Segment Start: Exercise data

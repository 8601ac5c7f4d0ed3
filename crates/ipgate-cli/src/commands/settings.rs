//! `settings` commands.

use clap::{Args, Subcommand};

use ipgate_auth::gate::message::placeholders;
use ipgate_core::error::AppError;

use super::Context;
use crate::output::{self, OutputFormat};

/// Arguments for settings commands
#[derive(Debug, Args)]
pub struct SettingsArgs {
    /// Settings subcommand
    #[command(subcommand)]
    pub command: SettingsCommand,
}

/// Settings subcommands
#[derive(Debug, Subcommand)]
pub enum SettingsCommand {
    /// Show all gate settings
    Show,
    /// Set the message shown to rejected addresses
    ErrorText {
        /// Template; may contain [[valid_ips]] and [[your_ip]]
        text: String,
    },
}

/// Execute settings commands
pub async fn execute(args: &SettingsArgs, ctx: &Context) -> Result<(), AppError> {
    match &args.command {
        SettingsCommand::Show => {
            let settings = ctx.settings.current().await?;
            match ctx.format {
                OutputFormat::Json => output::print_json(&settings),
                OutputFormat::Table => {
                    let entries = settings.valid_ips.lines().filter(|l| !l.trim().is_empty());
                    output::print_kv(
                        "Check before login",
                        output::yes_no(settings.check_before_login),
                    );
                    output::print_kv("Allow-list entries", &entries.count().to_string());
                    output::print_kv(
                        "Error text",
                        if settings.error_text.trim().is_empty() {
                            ctx.config.gate.default_error_text.as_str()
                        } else {
                            settings.error_text.as_str()
                        },
                    );
                    output::print_kv("Placeholders", &placeholders().join(" "));
                }
            }
        }
        SettingsCommand::ErrorText { text } => {
            ctx.settings.set_error_text(text).await?;
            output::print_success("Error text updated");
        }
    }

    Ok(())
}
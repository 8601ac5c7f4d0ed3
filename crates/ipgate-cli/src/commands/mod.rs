//! CLI command definitions and dispatch.

pub mod allowlist;
pub mod check_before_login;
pub mod session;
pub mod settings;

use clap::{Parser, Subcommand};

use ipgate_auth::SettingsService;
use ipgate_core::config::AppConfig;
use ipgate_core::error::AppError;
use ipgate_database::DatabasePool;

use crate::output::OutputFormat;

/// IpGate: restrict logins and live sessions to an IPv4 allow-list
#[derive(Debug, Parser)]
#[command(name = "ipgate-cli", version, about, long_about = None)]
pub struct Cli {
    /// Path to configuration file
    #[arg(short, long, default_value = "config/default.toml")]
    pub config: String,

    /// Output format
    #[arg(short, long, value_enum, default_value = "table")]
    pub format: OutputFormat,

    /// Subcommand to execute
    #[command(subcommand)]
    pub command: Commands,
}

/// Top-level commands
#[derive(Debug, Subcommand)]
pub enum Commands {
    /// Turn the pre-login address check on or off
    CheckBeforeLogin(check_before_login::CheckBeforeLoginArgs),
    /// Inspect and edit the allow-list
    Allowlist(allowlist::AllowlistArgs),
    /// Inspect gate settings and edit the error text
    Settings(settings::SettingsArgs),
    /// Count sessions or reap those outside the allow-list
    Session(session::SessionArgs),
}

impl Cli {
    /// Execute the CLI command
    pub async fn execute(&self) -> Result<(), AppError> {
        let ctx = Context::connect(&self.config, self.format).await?;
        let result = match &self.command {
            Commands::CheckBeforeLogin(args) => check_before_login::execute(args, &ctx).await,
            Commands::Allowlist(args) => allowlist::execute(args, &ctx).await,
            Commands::Settings(args) => settings::execute(args, &ctx).await,
            Commands::Session(args) => session::execute(args, &ctx).await,
        };
        ctx.db.close().await;
        result
    }
}

/// Everything a command needs: config, database, and the settings front door.
pub struct Context {
    /// Loaded configuration
    pub config: AppConfig,
    /// Database connection pool
    pub db: DatabasePool,
    /// Validated access to the gate settings
    pub settings: SettingsService,
    /// Selected output format
    pub format: OutputFormat,
}

impl Context {
    /// Load configuration and connect to the database.
    pub async fn connect(config_path: &str, format: OutputFormat) -> Result<Self, AppError> {
        let config = AppConfig::load(config_path)
            .map_err(|e| AppError::configuration(format!("Failed to load config: {}", e.message)))?;
        let db = DatabasePool::connect(&config.database).await?;
        let settings = SettingsService::new(db.settings_store(), &config.gate);
        tracing::debug!(config = config_path, "Connected to database");

        Ok(Self {
            config,
            db,
            settings,
            format,
        })
    }
}
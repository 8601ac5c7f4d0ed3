//! Response DTOs.

use serde::{Deserialize, Serialize};
use uuid::Uuid;

/// Successful login.
#[derive(Debug, Clone, Serialize, Deserialize)]
pub struct LoginResponse {
    /// Authenticated user's id.
    pub user_id: Uuid,
    /// Authenticated user's name.
    pub username: String,
}

/// Liveness probe body.
#[derive(Debug, Clone, Serialize, Deserialize)]
pub struct HealthResponse {
    /// Always `"ok"`.
    pub status: String,
}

Segment End: Exercise data

→ Task directions
Give the exact lines, and only those, from the line containing "use ipgate_core::config::AppConfig;" through the line containing "let ctx = Context::connect(&self.config, self.format).await?;" in the entries above.

→ Completed task
use ipgate_core::config::AppConfig;
use ipgate_core::error::AppError;
use ipgate_database::DatabasePool;

use crate::output::OutputFormat;

/// IpGate: restrict logins and live sessions to an IPv4 allow-list
#[derive(Debug, Parser)]
#[command(name = "ipgate-cli", version, about, long_about = None)]
pub struct Cli {
    /// Path to configuration file
    #[arg(short, long, default_value = "config/default.toml")]
    pub config: String,

    /// Output format
    #[arg(short, long, value_enum, default_value = "table")]
    pub format: OutputFormat,

    /// Subcommand to execute
    #[command(subcommand)]
    pub command: Commands,
}

/// Top-level commands
#[derive(Debug, Subcommand)]
pub enum Commands {
    /// Turn the pre-login address check on or off
    CheckBeforeLogin(check_before_login::CheckBeforeLoginArgs),
    /// Inspect and edit the allow-list
    Allowlist(allowlist::AllowlistArgs),
    /// Inspect gate settings and edit the error text
    Settings(settings::SettingsArgs),
    /// Count sessions or reap those outside the allow-list
    Session(session::SessionArgs),
}

impl Cli {
    /// Execute the CLI command
    pub async fn execute(&self) -> Result<(), AppError> {
        let ctx = Context::connect(&self.config, self.format).await?;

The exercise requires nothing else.